***** Given entries *****

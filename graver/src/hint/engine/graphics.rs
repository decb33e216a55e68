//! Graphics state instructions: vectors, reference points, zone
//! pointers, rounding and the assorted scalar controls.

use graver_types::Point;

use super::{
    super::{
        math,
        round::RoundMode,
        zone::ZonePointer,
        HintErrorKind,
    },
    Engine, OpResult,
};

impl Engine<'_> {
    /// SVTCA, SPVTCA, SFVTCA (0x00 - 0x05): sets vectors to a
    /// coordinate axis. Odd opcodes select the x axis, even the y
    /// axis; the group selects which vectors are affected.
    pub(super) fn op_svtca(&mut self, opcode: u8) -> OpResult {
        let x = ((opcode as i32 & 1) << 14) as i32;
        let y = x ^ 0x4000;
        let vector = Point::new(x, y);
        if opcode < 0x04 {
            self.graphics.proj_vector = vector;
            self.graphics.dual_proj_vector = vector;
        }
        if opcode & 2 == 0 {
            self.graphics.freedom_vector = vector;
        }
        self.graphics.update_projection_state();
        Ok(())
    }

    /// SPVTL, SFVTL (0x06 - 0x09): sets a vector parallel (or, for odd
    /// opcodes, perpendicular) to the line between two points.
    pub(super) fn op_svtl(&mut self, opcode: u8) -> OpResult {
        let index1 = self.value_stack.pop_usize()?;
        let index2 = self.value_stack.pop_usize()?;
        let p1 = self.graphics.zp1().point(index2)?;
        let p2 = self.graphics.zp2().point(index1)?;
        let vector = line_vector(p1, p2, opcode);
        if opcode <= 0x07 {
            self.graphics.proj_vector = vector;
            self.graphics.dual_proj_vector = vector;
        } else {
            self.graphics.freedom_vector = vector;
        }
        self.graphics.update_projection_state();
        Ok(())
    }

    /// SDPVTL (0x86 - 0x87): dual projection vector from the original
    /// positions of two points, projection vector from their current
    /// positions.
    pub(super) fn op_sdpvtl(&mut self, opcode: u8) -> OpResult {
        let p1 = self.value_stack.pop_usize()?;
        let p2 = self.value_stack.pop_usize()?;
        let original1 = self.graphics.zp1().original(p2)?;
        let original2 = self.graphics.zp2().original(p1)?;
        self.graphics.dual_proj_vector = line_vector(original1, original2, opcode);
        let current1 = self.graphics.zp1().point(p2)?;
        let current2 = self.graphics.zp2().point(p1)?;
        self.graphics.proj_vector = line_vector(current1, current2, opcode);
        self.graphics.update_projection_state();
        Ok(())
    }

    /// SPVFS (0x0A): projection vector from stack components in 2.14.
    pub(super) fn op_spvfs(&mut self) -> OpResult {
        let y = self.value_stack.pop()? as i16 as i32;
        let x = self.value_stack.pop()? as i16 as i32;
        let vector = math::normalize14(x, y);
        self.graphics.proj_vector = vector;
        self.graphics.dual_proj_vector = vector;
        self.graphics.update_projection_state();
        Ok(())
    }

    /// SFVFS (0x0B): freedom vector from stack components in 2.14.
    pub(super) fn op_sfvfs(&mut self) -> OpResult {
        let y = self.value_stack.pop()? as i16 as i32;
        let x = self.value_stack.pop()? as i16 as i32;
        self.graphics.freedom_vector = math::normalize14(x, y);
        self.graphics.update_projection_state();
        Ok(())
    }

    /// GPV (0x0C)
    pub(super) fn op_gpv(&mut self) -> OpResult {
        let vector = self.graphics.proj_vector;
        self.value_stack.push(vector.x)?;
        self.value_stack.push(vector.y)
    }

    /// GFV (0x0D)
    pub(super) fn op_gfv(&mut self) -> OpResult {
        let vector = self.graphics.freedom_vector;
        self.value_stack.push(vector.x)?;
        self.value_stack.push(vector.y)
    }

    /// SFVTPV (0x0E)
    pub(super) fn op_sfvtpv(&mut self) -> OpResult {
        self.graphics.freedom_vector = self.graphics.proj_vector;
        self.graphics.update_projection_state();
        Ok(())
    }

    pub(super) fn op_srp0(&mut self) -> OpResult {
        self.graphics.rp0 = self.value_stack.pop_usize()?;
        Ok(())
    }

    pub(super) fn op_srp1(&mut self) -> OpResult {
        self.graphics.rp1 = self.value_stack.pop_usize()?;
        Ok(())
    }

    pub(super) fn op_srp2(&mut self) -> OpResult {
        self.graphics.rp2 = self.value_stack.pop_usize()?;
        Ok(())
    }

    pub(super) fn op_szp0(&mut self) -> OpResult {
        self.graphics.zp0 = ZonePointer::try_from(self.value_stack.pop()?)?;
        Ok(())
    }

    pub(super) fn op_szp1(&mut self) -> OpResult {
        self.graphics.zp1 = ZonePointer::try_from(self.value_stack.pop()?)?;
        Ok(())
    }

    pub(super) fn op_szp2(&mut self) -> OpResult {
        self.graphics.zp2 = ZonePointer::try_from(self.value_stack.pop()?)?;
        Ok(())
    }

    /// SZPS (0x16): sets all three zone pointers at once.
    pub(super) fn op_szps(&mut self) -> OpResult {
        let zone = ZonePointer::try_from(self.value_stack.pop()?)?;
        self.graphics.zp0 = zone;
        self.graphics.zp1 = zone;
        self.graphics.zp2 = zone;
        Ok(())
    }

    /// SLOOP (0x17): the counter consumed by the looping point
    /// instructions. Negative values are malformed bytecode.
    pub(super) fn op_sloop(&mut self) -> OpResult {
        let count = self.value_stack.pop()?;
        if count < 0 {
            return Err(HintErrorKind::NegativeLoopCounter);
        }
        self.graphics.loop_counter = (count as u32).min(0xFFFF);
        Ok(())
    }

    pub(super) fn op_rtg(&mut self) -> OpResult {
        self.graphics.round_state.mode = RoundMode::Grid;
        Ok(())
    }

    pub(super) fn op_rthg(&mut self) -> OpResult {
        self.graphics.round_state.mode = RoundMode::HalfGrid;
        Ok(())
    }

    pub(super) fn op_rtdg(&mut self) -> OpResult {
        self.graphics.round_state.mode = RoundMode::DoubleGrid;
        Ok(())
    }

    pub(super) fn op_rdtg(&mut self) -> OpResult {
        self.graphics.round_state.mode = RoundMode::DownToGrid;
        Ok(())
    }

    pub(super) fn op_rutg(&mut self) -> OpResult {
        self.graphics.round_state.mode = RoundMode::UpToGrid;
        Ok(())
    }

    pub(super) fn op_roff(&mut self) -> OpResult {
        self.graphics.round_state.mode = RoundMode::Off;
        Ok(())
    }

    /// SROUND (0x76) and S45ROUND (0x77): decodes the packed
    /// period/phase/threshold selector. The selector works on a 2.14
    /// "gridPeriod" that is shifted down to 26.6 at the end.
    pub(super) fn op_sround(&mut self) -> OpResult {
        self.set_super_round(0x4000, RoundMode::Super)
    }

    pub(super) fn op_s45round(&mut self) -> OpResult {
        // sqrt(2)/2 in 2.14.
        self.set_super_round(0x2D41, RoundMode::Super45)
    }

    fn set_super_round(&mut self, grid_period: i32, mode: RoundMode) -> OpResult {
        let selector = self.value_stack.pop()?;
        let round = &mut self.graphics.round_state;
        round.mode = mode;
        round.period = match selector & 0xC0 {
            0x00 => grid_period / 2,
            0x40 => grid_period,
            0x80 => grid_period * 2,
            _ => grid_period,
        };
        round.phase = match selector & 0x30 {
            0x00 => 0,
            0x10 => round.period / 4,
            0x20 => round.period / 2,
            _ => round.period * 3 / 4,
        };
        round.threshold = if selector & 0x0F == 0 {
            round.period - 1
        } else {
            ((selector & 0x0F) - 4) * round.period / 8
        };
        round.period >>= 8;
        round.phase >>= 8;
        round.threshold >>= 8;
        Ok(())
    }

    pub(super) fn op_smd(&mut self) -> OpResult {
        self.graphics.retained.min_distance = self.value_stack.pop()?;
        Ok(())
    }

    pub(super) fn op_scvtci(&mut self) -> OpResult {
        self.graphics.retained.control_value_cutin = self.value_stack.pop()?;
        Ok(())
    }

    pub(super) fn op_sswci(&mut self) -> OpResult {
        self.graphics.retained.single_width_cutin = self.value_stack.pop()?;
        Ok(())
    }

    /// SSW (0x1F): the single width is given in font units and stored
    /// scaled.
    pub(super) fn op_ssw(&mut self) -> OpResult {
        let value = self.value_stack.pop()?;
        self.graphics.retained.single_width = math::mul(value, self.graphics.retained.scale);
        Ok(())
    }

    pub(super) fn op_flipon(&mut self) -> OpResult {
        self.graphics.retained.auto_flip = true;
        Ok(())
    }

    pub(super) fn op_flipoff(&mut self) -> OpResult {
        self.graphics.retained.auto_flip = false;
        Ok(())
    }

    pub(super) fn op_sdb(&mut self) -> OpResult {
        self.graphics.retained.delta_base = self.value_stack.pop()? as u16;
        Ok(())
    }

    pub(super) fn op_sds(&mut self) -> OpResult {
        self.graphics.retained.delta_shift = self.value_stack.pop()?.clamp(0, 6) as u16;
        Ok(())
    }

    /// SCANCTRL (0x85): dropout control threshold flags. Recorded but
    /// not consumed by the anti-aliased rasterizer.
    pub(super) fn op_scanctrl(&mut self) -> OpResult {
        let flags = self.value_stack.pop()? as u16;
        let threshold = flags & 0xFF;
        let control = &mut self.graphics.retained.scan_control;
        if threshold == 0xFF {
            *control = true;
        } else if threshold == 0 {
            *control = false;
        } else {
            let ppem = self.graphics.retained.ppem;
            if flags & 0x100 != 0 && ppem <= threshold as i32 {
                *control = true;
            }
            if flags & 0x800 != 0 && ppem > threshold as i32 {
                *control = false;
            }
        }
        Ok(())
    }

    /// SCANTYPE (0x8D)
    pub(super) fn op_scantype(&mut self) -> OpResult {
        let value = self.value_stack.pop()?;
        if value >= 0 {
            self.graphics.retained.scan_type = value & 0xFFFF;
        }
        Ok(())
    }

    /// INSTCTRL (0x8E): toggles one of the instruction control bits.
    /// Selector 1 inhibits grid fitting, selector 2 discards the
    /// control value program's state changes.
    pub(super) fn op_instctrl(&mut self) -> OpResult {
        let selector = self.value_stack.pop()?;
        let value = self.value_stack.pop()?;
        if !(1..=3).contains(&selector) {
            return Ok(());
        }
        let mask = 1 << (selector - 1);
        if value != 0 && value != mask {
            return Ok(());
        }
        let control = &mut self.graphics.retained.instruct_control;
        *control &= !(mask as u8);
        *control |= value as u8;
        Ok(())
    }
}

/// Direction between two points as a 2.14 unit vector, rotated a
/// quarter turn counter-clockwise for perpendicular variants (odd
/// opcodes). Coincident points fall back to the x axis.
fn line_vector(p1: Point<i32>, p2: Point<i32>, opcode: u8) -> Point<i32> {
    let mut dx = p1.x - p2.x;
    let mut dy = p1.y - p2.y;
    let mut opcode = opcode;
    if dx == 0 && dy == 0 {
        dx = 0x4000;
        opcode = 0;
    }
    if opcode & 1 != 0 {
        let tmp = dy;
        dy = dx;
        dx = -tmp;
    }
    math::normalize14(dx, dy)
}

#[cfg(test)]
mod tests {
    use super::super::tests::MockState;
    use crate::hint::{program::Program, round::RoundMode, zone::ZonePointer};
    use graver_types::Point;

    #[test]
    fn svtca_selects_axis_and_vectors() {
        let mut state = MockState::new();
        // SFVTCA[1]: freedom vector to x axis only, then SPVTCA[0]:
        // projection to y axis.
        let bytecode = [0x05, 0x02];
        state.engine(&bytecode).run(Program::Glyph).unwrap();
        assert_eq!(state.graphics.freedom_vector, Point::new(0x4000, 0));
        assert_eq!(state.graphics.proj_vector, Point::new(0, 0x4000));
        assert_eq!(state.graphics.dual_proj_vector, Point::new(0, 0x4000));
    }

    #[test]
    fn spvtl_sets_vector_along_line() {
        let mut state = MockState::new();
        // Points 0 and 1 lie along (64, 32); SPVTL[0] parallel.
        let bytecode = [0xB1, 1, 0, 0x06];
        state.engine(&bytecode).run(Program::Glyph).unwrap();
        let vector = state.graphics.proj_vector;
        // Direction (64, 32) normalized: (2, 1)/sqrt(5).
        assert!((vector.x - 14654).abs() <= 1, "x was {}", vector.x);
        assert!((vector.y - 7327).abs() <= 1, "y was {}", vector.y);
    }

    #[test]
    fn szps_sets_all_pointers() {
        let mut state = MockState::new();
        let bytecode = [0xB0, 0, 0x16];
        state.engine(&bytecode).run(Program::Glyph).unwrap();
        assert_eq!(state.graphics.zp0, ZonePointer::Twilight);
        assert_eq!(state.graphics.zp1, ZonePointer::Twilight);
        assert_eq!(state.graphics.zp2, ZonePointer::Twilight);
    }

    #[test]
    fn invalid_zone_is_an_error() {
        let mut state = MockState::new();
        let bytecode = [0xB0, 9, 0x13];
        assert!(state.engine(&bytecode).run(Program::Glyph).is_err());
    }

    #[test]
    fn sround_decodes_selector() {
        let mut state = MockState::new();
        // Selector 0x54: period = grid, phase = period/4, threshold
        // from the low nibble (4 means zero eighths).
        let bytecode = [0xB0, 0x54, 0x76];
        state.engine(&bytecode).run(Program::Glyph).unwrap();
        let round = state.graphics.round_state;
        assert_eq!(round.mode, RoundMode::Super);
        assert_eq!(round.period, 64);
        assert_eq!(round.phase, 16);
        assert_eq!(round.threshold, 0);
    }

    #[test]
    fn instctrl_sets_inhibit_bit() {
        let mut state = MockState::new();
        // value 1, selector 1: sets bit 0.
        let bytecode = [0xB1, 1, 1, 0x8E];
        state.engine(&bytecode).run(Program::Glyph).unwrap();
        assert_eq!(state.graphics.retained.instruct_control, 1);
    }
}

*****

▶ **Activity**: Through the line that contains "let original2 = self.graphics.zp2().original(p1)?;", copy the material above exactly, beginning at its first line and including nothing more.

▶ **Completed exercise**:
filename graver/src/hint/engine/graphics.rs
repository decb33e216a55e68
//! Graphics state instructions: vectors, reference points, zone
//! pointers, rounding and the assorted scalar controls.

use graver_types::Point;

use super::{
    super::{
        math,
        round::RoundMode,
        zone::ZonePointer,
        HintErrorKind,
    },
    Engine, OpResult,
};

impl Engine<'_> {
    /// SVTCA, SPVTCA, SFVTCA (0x00 - 0x05): sets vectors to a
    /// coordinate axis. Odd opcodes select the x axis, even the y
    /// axis; the group selects which vectors are affected.
    pub(super) fn op_svtca(&mut self, opcode: u8) -> OpResult {
        let x = ((opcode as i32 & 1) << 14) as i32;
        let y = x ^ 0x4000;
        let vector = Point::new(x, y);
        if opcode < 0x04 {
            self.graphics.proj_vector = vector;
            self.graphics.dual_proj_vector = vector;
        }
        if opcode & 2 == 0 {
            self.graphics.freedom_vector = vector;
        }
        self.graphics.update_projection_state();
        Ok(())
    }

    /// SPVTL, SFVTL (0x06 - 0x09): sets a vector parallel (or, for odd
    /// opcodes, perpendicular) to the line between two points.
    pub(super) fn op_svtl(&mut self, opcode: u8) -> OpResult {
        let index1 = self.value_stack.pop_usize()?;
        let index2 = self.value_stack.pop_usize()?;
        let p1 = self.graphics.zp1().point(index2)?;
        let p2 = self.graphics.zp2().point(index1)?;
        let vector = line_vector(p1, p2, opcode);
        if opcode <= 0x07 {
            self.graphics.proj_vector = vector;
            self.graphics.dual_proj_vector = vector;
        } else {
            self.graphics.freedom_vector = vector;
        }
        self.graphics.update_projection_state();
        Ok(())
    }

    /// SDPVTL (0x86 - 0x87): dual projection vector from the original
    /// positions of two points, projection vector from their current
    /// positions.
    pub(super) fn op_sdpvtl(&mut self, opcode: u8) -> OpResult {
        let p1 = self.value_stack.pop_usize()?;
        let p2 = self.value_stack.pop_usize()?;
        let original1 = self.graphics.zp1().original(p2)?;
        let original2 = self.graphics.zp2().original(p1)?;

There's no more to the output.